“Walker!” he called when he got closer. Walker moved the last dozen feet to meet him.
“Hey, there’s an emergency back home. Your dad is in the hospital and your brother’s flying in this afternoon.”
Walker cursed and looked away for a moment before nodding. “All right. Thanks for the information.”
“You should get going.”
“Naw, it’s fine. It’s already three. If my brother said he’d be there this afternoon, he’ll be at the hospital sooner than I will.”
“Yeah, but...it sounded pretty bad. I didn’t want to scare you, but they said your dad’s on a ventilator. That’s serious stuff.”
Walker nodded and said thanks again, but he walked his horse back to his post. Micah could take this one. There was nothing Walker could do anyway. If the old man was dying, he’d go more peacefully if the son he hated wasn’t there. And if he wasn’t dying, then Walker would get there tonight and spell his brother for an hour or two.

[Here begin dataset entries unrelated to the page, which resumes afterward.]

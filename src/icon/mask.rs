//! # 圆角遮罩模块
//!
//! 生成 `size × size` 的单通道圆角矩形遮罩（内部 255，外部 0），并按遮罩缩放 alpha。
//!
//! 像素只有在被圆角矩形完全覆盖时才算“内部”：对角区中的像素，取其离圆心最远的
//! 那个顶点做距离判断。整数运算，结果上下、左右对称；只要半径 ≥ 1，四个角点必然透明。

use image::{GrayImage, Luma, RgbaImage};

pub const MASK_INSIDE: u8 = 255;
pub const MASK_OUTSIDE: u8 = 0;

/// 构建圆角矩形遮罩。
///
/// `radius` 会被钳制到 `size / 2`，半径为 0 时得到全 255 的遮罩。
pub fn rounded_mask(size: u32, radius: u32) -> GrayImage {
    let radius = radius.min(size / 2);
    let radius_sq = radius as u64 * radius as u64;

    GrayImage::from_fn(size, size, |x, y| {
        let dx = corner_offset(x, size, radius);
        let dy = corner_offset(y, size, radius);

        if dx > 0 && dy > 0 && dx * dx + dy * dy > radius_sq {
            Luma([MASK_OUTSIDE])
        } else {
            Luma([MASK_INSIDE])
        }
    })
}

/// 像素在单一坐标轴上离圆角圆心最远的距离；不在角区时返回 0。
fn corner_offset(pos: u32, size: u32, radius: u32) -> u64 {
    if pos < radius {
        (radius - pos) as u64
    } else if pos >= size - radius {
        (pos + 1 - (size - radius)) as u64
    } else {
        0
    }
}

/// 以遮罩作为 alpha 乘数：`alpha = alpha * mask / 255`，RGB 保持不变。
///
/// 调用方保证两者尺寸一致。
pub fn apply_mask(canvas: &mut RgbaImage, mask: &GrayImage) {
    debug_assert_eq!(canvas.dimensions(), mask.dimensions());

    for (pixel, mask_value) in canvas.pixels_mut().zip(mask.pixels()) {
        let alpha = pixel[3] as u32 * mask_value[0] as u32;
        pixel[3] = ((alpha + 127) / 255) as u8;
    }
}

#[cfg(test)]
mod tests {
    use super::*;
    use image::imageops::{flip_horizontal, flip_vertical};
    use image::Rgba;

    #[test]
    fn corners_are_outside_for_any_positive_radius() {
        for (size, radius) in [(16, 1), (16, 2), (192, 38), (7, 3), (2, 1)] {
            let mask = rounded_mask(size, radius);
            let last = size - 1;
            for (x, y) in [(0, 0), (last, 0), (0, last), (last, last)] {
                assert_eq!(mask.get_pixel(x, y)[0], MASK_OUTSIDE, "size={size} r={radius} ({x},{y})");
            }
        }
    }

    #[test]
    fn edge_midpoints_and_center_are_inside() {
        let mask = rounded_mask(192, 38);
        for (x, y) in [(96, 0), (0, 96), (191, 96), (96, 191), (96, 96)] {
            assert_eq!(mask.get_pixel(x, y)[0], MASK_INSIDE);
        }
        // 角区边界：紧贴圆角的直边起点
        assert_eq!(mask.get_pixel(0, 38)[0], MASK_INSIDE);
        assert_eq!(mask.get_pixel(0, 37)[0], MASK_OUTSIDE);
    }

    #[test]
    fn mask_is_symmetric() {
        let mask = rounded_mask(63, 13);
        assert_eq!(flip_horizontal(&mask), mask);
        assert_eq!(flip_vertical(&mask), mask);
    }

    #[test]
    fn zero_radius_keeps_everything() {
        let mask = rounded_mask(10, 0);
        assert!(mask.pixels().all(|p| p[0] == MASK_INSIDE));
    }

    #[test]
    fn apply_mask_scales_alpha_only() {
        let mut canvas = RgbaImage::from_pixel(2, 1, Rgba([10, 20, 30, 200]));
        let mut mask = GrayImage::new(2, 1);
        mask.put_pixel(0, 0, Luma([255]));
        mask.put_pixel(1, 0, Luma([0]));

        apply_mask(&mut canvas, &mask);

        assert_eq!(canvas.get_pixel(0, 0), &Rgba([10, 20, 30, 200]));
        assert_eq!(canvas.get_pixel(1, 0), &Rgba([10, 20, 30, 0]));
    }

    #[test]
    fn apply_mask_rounds_partial_values() {
        let mut canvas = RgbaImage::from_pixel(1, 1, Rgba([0, 0, 0, 255]));
        let mask = GrayImage::from_pixel(1, 1, Luma([128]));

        apply_mask(&mut canvas, &mask);

        assert_eq!(canvas.get_pixel(0, 0)[3], 128);
    }
}
//! Shared fixtures for server integration tests.

#![allow(dead_code)]

use std::{
    net::SocketAddr,
    sync::{Arc, Mutex},
};

use async_trait::async_trait;
use roomwatch_server::{
    domain::{ProviderError, ProviderParticipant, ProviderRoom, RoomName, RoomSid, VideoProvider},
    ui::{serve, state::AppState},
};
use tokio::{net::TcpListener, sync::oneshot};

/// A server bound to an ephemeral port, stopped on drop.
pub struct TestServer {
    addr: SocketAddr,
    shutdown: Option<oneshot::Sender<()>>,
}

impl TestServer {
    pub async fn start(provider: Arc<dyn VideoProvider>) -> Self {
        let listener = TcpListener::bind("127.0.0.1:0")
            .await
            .expect("Failed to bind test listener");
        let addr = listener.local_addr().expect("Failed to read local addr");
        let (tx, rx) = oneshot::channel::<()>();
        let state = Arc::new(AppState::new(provider));

        tokio::spawn(async move {
            let _ = serve(listener, state, async {
                let _ = rx.await;
            })
            .await;
        });

        Self {
            addr,
            shutdown: Some(tx),
        }
    }

    pub fn base_url(&self) -> String {
        format!("http://{}", self.addr)
    }

    pub fn endpoint(&self) -> String {
        format!("{}/video/check-room-status", self.base_url())
    }
}

impl Drop for TestServer {
    fn drop(&mut self) {
        if let Some(tx) = self.shutdown.take() {
            let _ = tx.send(());
        }
    }
}

/// What the fake returns for the room lookup.
#[derive(Clone)]
pub enum RoomsReply {
    Rooms(Vec<ProviderRoom>),
    Fail(ProviderError),
    Panic,
}

/// Scripted VideoProvider that records the room names it was asked about.
pub struct FakeProvider {
    rooms: RoomsReply,
    participants: Result<usize, ProviderError>,
    pub requested_names: Mutex<Vec<String>>,
    pub requested_rooms: Mutex<Vec<String>>,
}

impl FakeProvider {
    pub fn new(rooms: RoomsReply, participants: Result<usize, ProviderError>) -> Arc<Self> {
        Arc::new(Self {
            rooms,
            participants,
            requested_names: Mutex::new(Vec::new()),
            requested_rooms: Mutex::new(Vec::new()),
        })
    }

    /// No in-progress room.
    pub fn empty() -> Arc<Self> {
        Self::new(RoomsReply::Rooms(vec![]), Ok(0))
    }

    /// One in-progress room with `count` participants.
    pub fn with_participants(count: usize) -> Arc<Self> {
        Self::new(RoomsReply::Rooms(vec![room("RM1")]), Ok(count))
    }
}

pub fn room(sid: &str) -> ProviderRoom {
    ProviderRoom {
        sid: RoomSid::new(sid.to_string()).expect("valid sid"),
    }
}

#[async_trait]
impl VideoProvider for FakeProvider {
    async fn find_in_progress_rooms(
        &self,
        name: &RoomName,
    ) -> Result<Vec<ProviderRoom>, ProviderError> {
        self.requested_names
            .lock()
            .unwrap()
            .push(name.as_str().to_string());
        match &self.rooms {
            RoomsReply::Rooms(rooms) => Ok(rooms.clone()),
            RoomsReply::Fail(error) => Err(error.clone()),
            RoomsReply::Panic => panic!("provider exploded"),
        }
    }

    async fn list_participants(
        &self,
        room: &RoomSid,
    ) -> Result<Vec<ProviderParticipant>, ProviderError> {
        self.requested_rooms
            .lock()
            .unwrap()
            .push(room.as_str().to_string());
        self.participants.clone().map(|count| {
            (0..count)
                .map(|i| ProviderParticipant {
                    sid: format!("PA{i}"),
                    identity: Some(format!("user-{i}")),
                })
                .collect()
        })
    }
}
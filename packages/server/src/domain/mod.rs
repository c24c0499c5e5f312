//! Domain layer for the room status service.
//!
//! This module contains the room status model and the provider port.
//! It is independent of data transfer objects (DTOs) and of the concrete
//! video provider.

pub mod entity;
pub mod error;
pub mod provider;
pub mod value_object;

pub use entity::{ProviderParticipant, ProviderRoom, RoomStatus};
pub use error::{ProviderError, ValueObjectError};
pub use provider::VideoProvider;
pub use value_object::{CallerId, MeetingId, RoomName, RoomSid};
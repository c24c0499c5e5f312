//! HTTP server implementation.

mod error;
mod handler;
mod runner;
mod signal;
pub mod state;

pub use error::ApiError;
pub use runner::{build_router, run, serve};
//! Video provider port.
//!
//! The domain layer defines this trait; the infrastructure layer implements
//! it against the real provider, and tests substitute fakes or mocks.

use async_trait::async_trait;
#[cfg(test)]
use mockall::automock;

use super::{ProviderError, ProviderParticipant, ProviderRoom, RoomName, RoomSid};

/// Read-only view of the provider's room and participant directory.
#[cfg_attr(test, automock)]
#[async_trait]
pub trait VideoProvider: Send + Sync {
    /// List in-progress rooms whose unique name equals `name`, in provider order.
    async fn find_in_progress_rooms(
        &self,
        name: &RoomName,
    ) -> Result<Vec<ProviderRoom>, ProviderError>;

    /// List the participants of a room.
    async fn list_participants(
        &self,
        room: &RoomSid,
    ) -> Result<Vec<ProviderParticipant>, ProviderError>;
}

Walker had enough to deal with. He shouldn’t have to deal with his dad, too. He hadn’t even seen the man for two years before Micah had decided he had to go into a home.
It wasn’t fair, goddamn it. None of it was fair.
But then he remembered that last moment at the hospital, when his dad had so sweetly asked for his wife. A woman he thought he’d only been married to a year.
Jesus.
Walker pushed the cattle down the hill, his jaw aching from the way he clenched his teeth. It wasn’t fair, but it was fucking life, wasn’t it?
He broke away and rode down to the trailer. “I guess I’ll head out, after all,” he said, and took off for the campground to head back down.
He couldn’t let Micah face that alone. He couldn’t let Micah watch by himself as their father died. Walker might be a failure and an idiot, but he wasn’t the man his father was. He was better. He had to be better.
* * *
DESPITE THE LONG hours of waiting next to the hospital bed, Walker didn’t cry when his dad died. He didn’t feel even a lump in his throat. But he held Micah while he broke down, and Walker was glad to be there for his little brother. It’d been a long night, but in the end, it had been over mercifully fast. Faster than James Pearce had deserved, maybe.
He and Micah spoke to someone in hospital administration to make the initial arrangements, and then Walker drove his brother to his favorite diner for some much-needed food. The morning sun seemed too bright after that endless night in the hospital room.
“Shit,” Micah sighed into his coffee. “I can’t believe he’s gone. I always thought he was too mean to die.”
“Ha. Isn’t that my line?”
“Hell no. You think it wasn’t hard for me to watch how he treated you? And I know you protected me, but I still got my share of whippings.”
Walker laughed. “Remember that time you snuck the truck out to go drinking? I think you were fourteen.”
“Oh, shit. I couldn’t sit right for a week.”
“Spare the rod, I guess.”
Micah snorted. “I suppose. It’s a miracle I didn’t develop a taste for leather daddies and canings.”
“Jesus, Micah. I don’t know what either of those things is, and I don’t want to. I’m a nice country boy.”
“Nice, my ass.”
“Also something I don’t want to know.”
They both broke into deep laughter, which surprised even Walker. But it felt good. Cathartic. Like having a wake and letting someone go. There wouldn’t be a service. Their dad didn’t have any friends around, as far as they knew, and no family. They’d have him cremated and then interred at the local cemetery, so this place was as good a location for a wake as any.
“Do you remember that dog?” Micah asked.
“Which dog?” They’d had a couple over the years.